Items from a dataset
##############################

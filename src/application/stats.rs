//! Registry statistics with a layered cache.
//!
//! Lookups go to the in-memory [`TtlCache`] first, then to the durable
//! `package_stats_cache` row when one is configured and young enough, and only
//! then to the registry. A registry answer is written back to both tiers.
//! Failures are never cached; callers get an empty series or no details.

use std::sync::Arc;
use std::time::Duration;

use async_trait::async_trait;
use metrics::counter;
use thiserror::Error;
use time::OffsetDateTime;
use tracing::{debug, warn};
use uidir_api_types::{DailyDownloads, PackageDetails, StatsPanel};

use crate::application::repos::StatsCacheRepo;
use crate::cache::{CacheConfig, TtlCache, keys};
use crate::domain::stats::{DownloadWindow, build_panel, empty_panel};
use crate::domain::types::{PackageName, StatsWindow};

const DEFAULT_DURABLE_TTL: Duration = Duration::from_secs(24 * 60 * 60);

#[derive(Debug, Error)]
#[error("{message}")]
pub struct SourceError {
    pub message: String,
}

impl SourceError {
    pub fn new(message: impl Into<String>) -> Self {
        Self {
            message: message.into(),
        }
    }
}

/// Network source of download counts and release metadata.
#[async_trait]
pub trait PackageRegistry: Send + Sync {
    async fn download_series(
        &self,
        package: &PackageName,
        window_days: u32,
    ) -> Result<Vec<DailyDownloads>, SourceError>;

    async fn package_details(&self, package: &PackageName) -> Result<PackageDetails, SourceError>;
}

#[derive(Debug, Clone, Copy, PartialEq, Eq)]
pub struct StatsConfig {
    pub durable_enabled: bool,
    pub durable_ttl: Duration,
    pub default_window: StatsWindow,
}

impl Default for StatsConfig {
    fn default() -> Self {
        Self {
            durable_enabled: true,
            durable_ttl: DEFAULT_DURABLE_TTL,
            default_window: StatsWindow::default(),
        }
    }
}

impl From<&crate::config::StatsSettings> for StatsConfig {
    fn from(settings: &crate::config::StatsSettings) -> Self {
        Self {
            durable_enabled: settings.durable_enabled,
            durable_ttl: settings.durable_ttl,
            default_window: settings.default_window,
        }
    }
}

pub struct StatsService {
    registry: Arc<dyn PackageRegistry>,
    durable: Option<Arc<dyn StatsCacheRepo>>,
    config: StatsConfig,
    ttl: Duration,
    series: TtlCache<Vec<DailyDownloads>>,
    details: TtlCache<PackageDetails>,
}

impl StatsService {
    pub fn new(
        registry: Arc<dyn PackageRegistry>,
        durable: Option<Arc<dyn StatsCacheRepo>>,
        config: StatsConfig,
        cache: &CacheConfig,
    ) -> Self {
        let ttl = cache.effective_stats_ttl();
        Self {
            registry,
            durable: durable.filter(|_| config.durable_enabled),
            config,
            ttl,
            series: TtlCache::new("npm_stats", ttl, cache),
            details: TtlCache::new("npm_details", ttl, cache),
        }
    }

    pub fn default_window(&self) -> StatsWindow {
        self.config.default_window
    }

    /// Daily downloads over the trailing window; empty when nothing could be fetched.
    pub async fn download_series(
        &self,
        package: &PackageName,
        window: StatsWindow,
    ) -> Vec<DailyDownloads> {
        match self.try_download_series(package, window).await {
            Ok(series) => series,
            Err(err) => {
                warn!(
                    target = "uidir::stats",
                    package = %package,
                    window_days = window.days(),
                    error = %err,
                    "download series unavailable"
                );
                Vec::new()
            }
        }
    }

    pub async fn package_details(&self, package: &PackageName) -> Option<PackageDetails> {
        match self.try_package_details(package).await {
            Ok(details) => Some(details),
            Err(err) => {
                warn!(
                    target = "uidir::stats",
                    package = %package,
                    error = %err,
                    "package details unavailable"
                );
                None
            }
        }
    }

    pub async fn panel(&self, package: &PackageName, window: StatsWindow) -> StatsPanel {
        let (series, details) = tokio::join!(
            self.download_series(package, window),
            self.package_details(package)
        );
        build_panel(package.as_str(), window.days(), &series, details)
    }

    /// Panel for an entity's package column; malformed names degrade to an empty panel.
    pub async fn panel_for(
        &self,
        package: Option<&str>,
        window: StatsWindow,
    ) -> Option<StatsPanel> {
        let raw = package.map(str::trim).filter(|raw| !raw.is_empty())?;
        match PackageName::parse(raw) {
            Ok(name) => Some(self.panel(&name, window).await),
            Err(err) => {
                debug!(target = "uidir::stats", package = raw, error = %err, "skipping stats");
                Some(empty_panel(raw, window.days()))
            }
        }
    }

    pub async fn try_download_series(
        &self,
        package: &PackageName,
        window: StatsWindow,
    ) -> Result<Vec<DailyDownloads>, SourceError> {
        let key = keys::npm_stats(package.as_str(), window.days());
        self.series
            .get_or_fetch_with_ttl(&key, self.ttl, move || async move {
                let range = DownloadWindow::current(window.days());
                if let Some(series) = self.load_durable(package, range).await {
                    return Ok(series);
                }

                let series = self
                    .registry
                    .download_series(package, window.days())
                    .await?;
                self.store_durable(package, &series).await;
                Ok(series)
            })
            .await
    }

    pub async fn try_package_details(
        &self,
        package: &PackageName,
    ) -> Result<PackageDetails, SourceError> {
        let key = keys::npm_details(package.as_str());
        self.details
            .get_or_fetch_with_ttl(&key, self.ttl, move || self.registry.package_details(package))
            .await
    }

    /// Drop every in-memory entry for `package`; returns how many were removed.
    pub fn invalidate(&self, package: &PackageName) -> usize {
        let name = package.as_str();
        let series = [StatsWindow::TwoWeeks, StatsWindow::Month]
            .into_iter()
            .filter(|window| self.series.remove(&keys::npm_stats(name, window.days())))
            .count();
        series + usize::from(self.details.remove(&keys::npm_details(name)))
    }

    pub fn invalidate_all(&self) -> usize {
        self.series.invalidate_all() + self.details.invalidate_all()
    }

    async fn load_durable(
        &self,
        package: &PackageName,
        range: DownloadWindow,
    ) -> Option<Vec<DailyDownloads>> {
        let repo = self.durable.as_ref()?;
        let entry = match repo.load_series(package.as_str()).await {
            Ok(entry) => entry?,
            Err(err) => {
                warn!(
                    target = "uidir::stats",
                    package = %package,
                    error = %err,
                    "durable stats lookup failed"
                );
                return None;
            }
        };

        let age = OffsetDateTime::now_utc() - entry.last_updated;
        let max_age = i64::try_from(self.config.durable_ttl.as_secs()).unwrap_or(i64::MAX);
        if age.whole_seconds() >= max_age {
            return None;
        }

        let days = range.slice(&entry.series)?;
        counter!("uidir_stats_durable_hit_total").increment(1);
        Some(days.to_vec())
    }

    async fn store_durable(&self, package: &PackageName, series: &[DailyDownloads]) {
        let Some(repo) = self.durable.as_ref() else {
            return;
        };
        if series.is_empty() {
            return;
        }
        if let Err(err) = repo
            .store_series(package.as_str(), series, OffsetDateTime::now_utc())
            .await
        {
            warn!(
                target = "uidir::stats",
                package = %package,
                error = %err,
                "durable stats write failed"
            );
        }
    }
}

##############################

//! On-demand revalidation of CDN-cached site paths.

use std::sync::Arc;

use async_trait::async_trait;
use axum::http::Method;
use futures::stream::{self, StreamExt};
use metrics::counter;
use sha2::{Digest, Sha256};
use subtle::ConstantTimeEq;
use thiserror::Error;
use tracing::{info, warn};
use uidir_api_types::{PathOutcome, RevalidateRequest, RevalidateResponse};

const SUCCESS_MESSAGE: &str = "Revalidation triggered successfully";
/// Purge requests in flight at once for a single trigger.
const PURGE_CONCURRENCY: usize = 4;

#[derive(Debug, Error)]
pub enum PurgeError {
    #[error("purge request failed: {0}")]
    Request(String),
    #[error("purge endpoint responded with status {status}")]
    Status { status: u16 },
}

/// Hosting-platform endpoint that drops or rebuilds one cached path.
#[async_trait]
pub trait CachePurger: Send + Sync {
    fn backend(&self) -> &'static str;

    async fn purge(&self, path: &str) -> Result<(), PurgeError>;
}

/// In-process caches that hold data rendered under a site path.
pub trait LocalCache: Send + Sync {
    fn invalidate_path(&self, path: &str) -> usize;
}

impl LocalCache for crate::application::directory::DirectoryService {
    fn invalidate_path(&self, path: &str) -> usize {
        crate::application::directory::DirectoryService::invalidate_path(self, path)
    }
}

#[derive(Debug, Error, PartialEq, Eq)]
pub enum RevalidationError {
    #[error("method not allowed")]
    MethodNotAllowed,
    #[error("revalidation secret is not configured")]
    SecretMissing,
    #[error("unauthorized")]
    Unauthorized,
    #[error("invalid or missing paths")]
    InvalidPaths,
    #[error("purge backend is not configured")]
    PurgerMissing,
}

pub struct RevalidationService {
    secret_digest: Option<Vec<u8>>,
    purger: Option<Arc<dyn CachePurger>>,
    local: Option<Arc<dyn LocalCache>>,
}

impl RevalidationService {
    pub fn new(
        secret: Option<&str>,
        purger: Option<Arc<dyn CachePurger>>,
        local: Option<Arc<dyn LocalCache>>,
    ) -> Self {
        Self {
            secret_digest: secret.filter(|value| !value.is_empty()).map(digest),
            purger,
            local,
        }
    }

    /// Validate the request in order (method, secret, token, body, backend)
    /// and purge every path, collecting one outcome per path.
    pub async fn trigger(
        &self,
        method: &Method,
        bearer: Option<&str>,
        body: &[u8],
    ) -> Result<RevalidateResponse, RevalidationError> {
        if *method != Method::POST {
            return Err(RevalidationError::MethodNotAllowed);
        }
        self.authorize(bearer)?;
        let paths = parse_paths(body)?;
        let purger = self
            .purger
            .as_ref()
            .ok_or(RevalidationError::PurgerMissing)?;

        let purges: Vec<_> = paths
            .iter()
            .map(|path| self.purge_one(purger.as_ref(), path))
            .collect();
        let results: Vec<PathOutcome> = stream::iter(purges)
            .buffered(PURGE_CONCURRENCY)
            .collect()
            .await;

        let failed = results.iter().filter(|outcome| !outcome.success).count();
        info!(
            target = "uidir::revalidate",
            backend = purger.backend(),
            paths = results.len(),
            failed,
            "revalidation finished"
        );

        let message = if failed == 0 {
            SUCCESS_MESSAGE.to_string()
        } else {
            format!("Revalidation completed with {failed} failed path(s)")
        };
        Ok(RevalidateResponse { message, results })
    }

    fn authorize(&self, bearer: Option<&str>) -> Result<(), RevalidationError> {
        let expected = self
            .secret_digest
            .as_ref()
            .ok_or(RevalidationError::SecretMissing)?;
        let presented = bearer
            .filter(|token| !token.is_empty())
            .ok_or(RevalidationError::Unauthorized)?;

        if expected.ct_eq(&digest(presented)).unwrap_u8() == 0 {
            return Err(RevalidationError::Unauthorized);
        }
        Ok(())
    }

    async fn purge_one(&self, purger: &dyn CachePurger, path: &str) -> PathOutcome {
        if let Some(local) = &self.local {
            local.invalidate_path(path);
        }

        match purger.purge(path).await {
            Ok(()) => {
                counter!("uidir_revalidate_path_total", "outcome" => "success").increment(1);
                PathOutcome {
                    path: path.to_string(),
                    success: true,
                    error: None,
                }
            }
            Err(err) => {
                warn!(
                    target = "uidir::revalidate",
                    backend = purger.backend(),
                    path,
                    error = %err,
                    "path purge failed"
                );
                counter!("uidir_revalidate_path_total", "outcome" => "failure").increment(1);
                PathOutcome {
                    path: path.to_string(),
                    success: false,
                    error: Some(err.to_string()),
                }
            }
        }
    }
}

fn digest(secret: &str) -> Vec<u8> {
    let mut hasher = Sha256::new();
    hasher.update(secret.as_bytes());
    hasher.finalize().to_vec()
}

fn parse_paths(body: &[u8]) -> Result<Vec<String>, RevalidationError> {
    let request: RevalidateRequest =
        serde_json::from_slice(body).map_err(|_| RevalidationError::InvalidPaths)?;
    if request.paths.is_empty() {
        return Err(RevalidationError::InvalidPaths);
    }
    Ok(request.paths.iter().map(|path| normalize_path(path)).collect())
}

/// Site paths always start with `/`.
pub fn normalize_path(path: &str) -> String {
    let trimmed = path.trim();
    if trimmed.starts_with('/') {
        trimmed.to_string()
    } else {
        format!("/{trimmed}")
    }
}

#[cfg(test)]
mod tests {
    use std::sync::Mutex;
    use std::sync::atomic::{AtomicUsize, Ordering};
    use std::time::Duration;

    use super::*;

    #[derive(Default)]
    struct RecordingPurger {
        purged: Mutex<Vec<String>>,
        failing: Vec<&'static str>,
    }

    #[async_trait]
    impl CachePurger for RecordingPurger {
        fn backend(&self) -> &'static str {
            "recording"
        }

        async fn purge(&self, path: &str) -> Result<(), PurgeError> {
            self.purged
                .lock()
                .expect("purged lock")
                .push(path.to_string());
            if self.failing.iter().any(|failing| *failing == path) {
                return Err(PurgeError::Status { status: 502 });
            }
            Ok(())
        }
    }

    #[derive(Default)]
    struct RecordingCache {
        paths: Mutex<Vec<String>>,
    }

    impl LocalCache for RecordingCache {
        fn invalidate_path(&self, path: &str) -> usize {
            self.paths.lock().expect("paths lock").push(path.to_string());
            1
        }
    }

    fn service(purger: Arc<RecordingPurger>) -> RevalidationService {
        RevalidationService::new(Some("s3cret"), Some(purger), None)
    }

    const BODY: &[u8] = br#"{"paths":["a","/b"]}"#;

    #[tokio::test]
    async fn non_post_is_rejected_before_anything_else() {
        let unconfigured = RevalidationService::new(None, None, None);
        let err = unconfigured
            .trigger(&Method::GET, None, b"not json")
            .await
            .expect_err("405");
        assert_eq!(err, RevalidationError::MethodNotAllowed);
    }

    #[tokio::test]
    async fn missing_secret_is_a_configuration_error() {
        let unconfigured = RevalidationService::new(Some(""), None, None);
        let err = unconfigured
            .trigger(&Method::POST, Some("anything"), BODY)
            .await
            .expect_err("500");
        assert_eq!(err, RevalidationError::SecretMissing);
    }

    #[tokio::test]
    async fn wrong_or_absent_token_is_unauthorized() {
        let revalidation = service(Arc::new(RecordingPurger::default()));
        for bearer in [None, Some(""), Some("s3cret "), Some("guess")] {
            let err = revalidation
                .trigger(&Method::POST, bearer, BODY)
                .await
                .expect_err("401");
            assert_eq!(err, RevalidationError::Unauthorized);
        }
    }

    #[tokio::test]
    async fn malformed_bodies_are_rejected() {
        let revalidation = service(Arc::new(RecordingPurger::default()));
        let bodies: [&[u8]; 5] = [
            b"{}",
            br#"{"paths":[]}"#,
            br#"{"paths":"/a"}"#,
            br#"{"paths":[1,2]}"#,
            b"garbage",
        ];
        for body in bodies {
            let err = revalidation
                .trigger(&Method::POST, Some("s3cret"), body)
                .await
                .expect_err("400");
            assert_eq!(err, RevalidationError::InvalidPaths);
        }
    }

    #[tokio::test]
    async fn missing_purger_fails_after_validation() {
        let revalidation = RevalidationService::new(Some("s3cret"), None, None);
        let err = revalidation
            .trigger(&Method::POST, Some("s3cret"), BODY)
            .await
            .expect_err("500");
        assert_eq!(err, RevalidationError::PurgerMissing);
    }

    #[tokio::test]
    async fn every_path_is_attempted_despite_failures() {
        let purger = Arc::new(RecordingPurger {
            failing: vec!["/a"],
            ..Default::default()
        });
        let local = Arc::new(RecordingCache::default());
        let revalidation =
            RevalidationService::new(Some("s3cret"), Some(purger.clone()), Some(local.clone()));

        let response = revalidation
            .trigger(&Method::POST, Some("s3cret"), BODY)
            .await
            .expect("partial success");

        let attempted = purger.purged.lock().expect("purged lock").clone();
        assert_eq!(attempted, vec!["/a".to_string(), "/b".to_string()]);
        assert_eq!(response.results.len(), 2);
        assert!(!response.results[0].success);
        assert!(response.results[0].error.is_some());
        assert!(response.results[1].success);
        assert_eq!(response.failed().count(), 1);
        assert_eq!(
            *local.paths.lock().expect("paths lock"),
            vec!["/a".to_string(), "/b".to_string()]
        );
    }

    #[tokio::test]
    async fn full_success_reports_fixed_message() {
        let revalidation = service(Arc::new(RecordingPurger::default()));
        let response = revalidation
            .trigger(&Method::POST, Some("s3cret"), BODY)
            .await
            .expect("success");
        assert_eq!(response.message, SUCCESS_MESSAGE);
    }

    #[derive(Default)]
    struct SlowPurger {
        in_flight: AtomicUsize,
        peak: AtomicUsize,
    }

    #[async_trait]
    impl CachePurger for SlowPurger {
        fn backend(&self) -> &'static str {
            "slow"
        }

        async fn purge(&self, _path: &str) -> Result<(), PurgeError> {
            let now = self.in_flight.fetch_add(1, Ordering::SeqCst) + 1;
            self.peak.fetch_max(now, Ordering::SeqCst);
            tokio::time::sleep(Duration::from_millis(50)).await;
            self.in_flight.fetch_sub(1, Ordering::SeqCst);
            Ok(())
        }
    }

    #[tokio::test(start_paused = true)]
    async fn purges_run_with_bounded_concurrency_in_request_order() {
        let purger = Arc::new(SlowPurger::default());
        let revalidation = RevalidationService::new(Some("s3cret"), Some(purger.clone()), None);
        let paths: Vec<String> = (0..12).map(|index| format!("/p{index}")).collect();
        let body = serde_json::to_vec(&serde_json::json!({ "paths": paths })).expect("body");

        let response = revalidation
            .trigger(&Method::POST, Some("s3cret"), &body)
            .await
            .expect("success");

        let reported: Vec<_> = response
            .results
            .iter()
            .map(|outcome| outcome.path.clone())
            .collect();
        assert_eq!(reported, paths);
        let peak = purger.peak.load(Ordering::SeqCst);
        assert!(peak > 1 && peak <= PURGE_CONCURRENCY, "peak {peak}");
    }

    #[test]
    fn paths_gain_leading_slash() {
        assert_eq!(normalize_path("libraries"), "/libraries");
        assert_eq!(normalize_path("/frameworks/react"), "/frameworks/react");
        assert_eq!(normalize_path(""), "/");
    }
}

##############################

* _Directions_
From the entries above, copy every line that holds the word "endpoint".

* _Answer to the problem_
    #[error("purge endpoint responded with status {status}")]
/// Hosting-platform endpoint that drops or rebuilds one cached path.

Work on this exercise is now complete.